What does that say for church? The church, in Henrich’s analysis, played a large role in developing the WEIRD profile, particularly, again, in late antiquity and medieval times. But then interestingly from within came critical voices—Luther, for example—who both contributed to the continued/growing WEIRD model while also challenging a role church had established and was not keen on relinquishing. That ought to prompt church to think: things were not always thus and there is no guarantee things will automatically remain so (or as some want them to be). Was there not church earlier, and is there not church elsewhere outside a western (WEIRD) model? But when people live simply in the specious present, models can settle in and act as if it always were and ever should be the case. WEIRDness is a double-edged challenge: it developed and then rested on abstract, analytical thinking, and yet it too easily fails to use that critical thinking when confronted with a mirror, preferring instead to circle the wagons, acting just as tribal as the outside tribes themselves.

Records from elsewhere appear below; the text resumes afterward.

//! Database models for mutual fund positions, flow events and the
//! revaluation trail.

use chrono::NaiveDate;
use diesel::prelude::*;

use finbooks_core::errors::{Error, Result};
use finbooks_core::funds::{FundValueHistory, MutualFundPosition, MutualFundTransaction};

use crate::utils::{decimal_to_f64, f64_to_decimal, opt_decimal_to_f64, opt_f64_to_decimal};

#[derive(Queryable, Identifiable, Insertable, AsChangeset, Selectable, Clone, Debug)]
#[diesel(table_name = crate::schema::mutual_fund_positions)]
#[diesel(check_for_backend(diesel::sqlite::Sqlite))]
pub struct MutualFundPositionDB {
    pub id: String,
    pub user_id: String,
    pub fund_name: String,
    pub fund_type: Option<String>,
    pub total_invested: f64,
    pub current_value: f64,
    pub units: Option<f64>,
    pub nav: Option<f64>,
    pub profit_loss: f64,
}

impl From<MutualFundPositionDB> for MutualFundPosition {
    fn from(db: MutualFundPositionDB) -> Self {
        MutualFundPosition {
            id: db.id,
            user_id: db.user_id,
            fund_name: db.fund_name,
            fund_type: db.fund_type,
            total_invested: f64_to_decimal(db.total_invested),
            current_value: f64_to_decimal(db.current_value),
            units: opt_f64_to_decimal(db.units),
            nav: opt_f64_to_decimal(db.nav),
            profit_loss: f64_to_decimal(db.profit_loss),
        }
    }
}

impl From<&MutualFundPosition> for MutualFundPositionDB {
    fn from(position: &MutualFundPosition) -> Self {
        MutualFundPositionDB {
            id: position.id.clone(),
            user_id: position.user_id.clone(),
            fund_name: position.fund_name.clone(),
            fund_type: position.fund_type.clone(),
            total_invested: decimal_to_f64(position.total_invested),
            current_value: decimal_to_f64(position.current_value),
            units: opt_decimal_to_f64(position.units),
            nav: opt_decimal_to_f64(position.nav),
            profit_loss: decimal_to_f64(position.profit_loss),
        }
    }
}

#[derive(Queryable, Identifiable, Insertable, AsChangeset, Selectable, Clone, Debug)]
#[diesel(table_name = crate::schema::mutual_fund_transactions)]
#[diesel(check_for_backend(diesel::sqlite::Sqlite))]
pub struct MutualFundTransactionDB {
    pub id: String,
    pub user_id: String,
    pub fund_name: String,
    pub transaction_type: String,
    pub amount: f64,
    pub units: Option<f64>,
    pub nav: Option<f64>,
    pub profit_loss: Option<f64>,
    pub transaction_date: NaiveDate,
    pub description: Option<String>,
}

impl TryFrom<MutualFundTransactionDB> for MutualFundTransaction {
    type Error = Error;

    fn try_from(db: MutualFundTransactionDB) -> Result<Self> {
        Ok(MutualFundTransaction {
            id: db.id,
            user_id: db.user_id,
            fund_name: db.fund_name,
            transaction_type: db.transaction_type.parse()?,
            amount: f64_to_decimal(db.amount),
            units: opt_f64_to_decimal(db.units),
            nav: opt_f64_to_decimal(db.nav),
            profit_loss: opt_f64_to_decimal(db.profit_loss),
            transaction_date: db.transaction_date,
            description: db.description,
        })
    }
}

impl From<&MutualFundTransaction> for MutualFundTransactionDB {
    fn from(transaction: &MutualFundTransaction) -> Self {
        MutualFundTransactionDB {
            id: transaction.id.clone(),
            user_id: transaction.user_id.clone(),
            fund_name: transaction.fund_name.clone(),
            transaction_type: transaction.transaction_type.as_str().to_string(),
            amount: decimal_to_f64(transaction.amount),
            units: opt_decimal_to_f64(transaction.units),
            nav: opt_decimal_to_f64(transaction.nav),
            profit_loss: opt_decimal_to_f64(transaction.profit_loss),
            transaction_date: transaction.transaction_date,
            description: transaction.description.clone(),
        }
    }
}

#[derive(Queryable, Identifiable, Insertable, Selectable, Clone, Debug)]
#[diesel(table_name = crate::schema::mutual_fund_value_history)]
#[diesel(check_for_backend(diesel::sqlite::Sqlite))]
pub struct FundValueHistoryDB {
    pub id: String,
    pub user_id: String,
    pub fund_name: String,
    pub previous_value: f64,
    pub new_value: f64,
    pub value_change: f64,
    pub value_change_percentage: f64,
    pub total_invested: f64,
    pub profit_loss: f64,
    pub update_date: NaiveDate,
    pub notes: Option<String>,
}

impl From<FundValueHistoryDB> for FundValueHistory {
    fn from(db: FundValueHistoryDB) -> Self {
        FundValueHistory {
            id: db.id,
            user_id: db.user_id,
            fund_name: db.fund_name,
            previous_value: f64_to_decimal(db.previous_value),
            new_value: f64_to_decimal(db.new_value),
            value_change: f64_to_decimal(db.value_change),
            value_change_percentage: f64_to_decimal(db.value_change_percentage),
            total_invested: f64_to_decimal(db.total_invested),
            profit_loss: f64_to_decimal(db.profit_loss),
            update_date: db.update_date,
            notes: db.notes,
        }
    }
}

impl From<&FundValueHistory> for FundValueHistoryDB {
    fn from(entry: &FundValueHistory) -> Self {
        FundValueHistoryDB {
            id: entry.id.clone(),
            user_id: entry.user_id.clone(),
            fund_name: entry.fund_name.clone(),
            previous_value: decimal_to_f64(entry.previous_value),
            new_value: decimal_to_f64(entry.new_value),
            value_change: decimal_to_f64(entry.value_change),
            value_change_percentage: decimal_to_f64(entry.value_change_percentage),
            total_invested: decimal_to_f64(entry.total_invested),
            profit_loss: decimal_to_f64(entry.profit_loss),
            update_date: entry.update_date,
            notes: entry.notes.clone(),
        }
    }
}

That happens not just to church, of course. Other historical institutions and voices prefer to settle in. But those also combine to accelerate into the modern world, developing what Henrich calls escape velocity that finally leaves the old behind. He is not keen on the individual hero in history, but their challenges do accumulate. How different are things? An equidistant look before and after the Enlightenment shows how far things have come, but also the line between WEIRD and the other is not as distinct as before. Still, the risk of WEIRD blindness exists. Henrich’s book helps sort things out. Readers may not all be convinced (although first there is a lot of evidence to be grappled with honestly), but it is hard to deny that there is something WEIRD going on.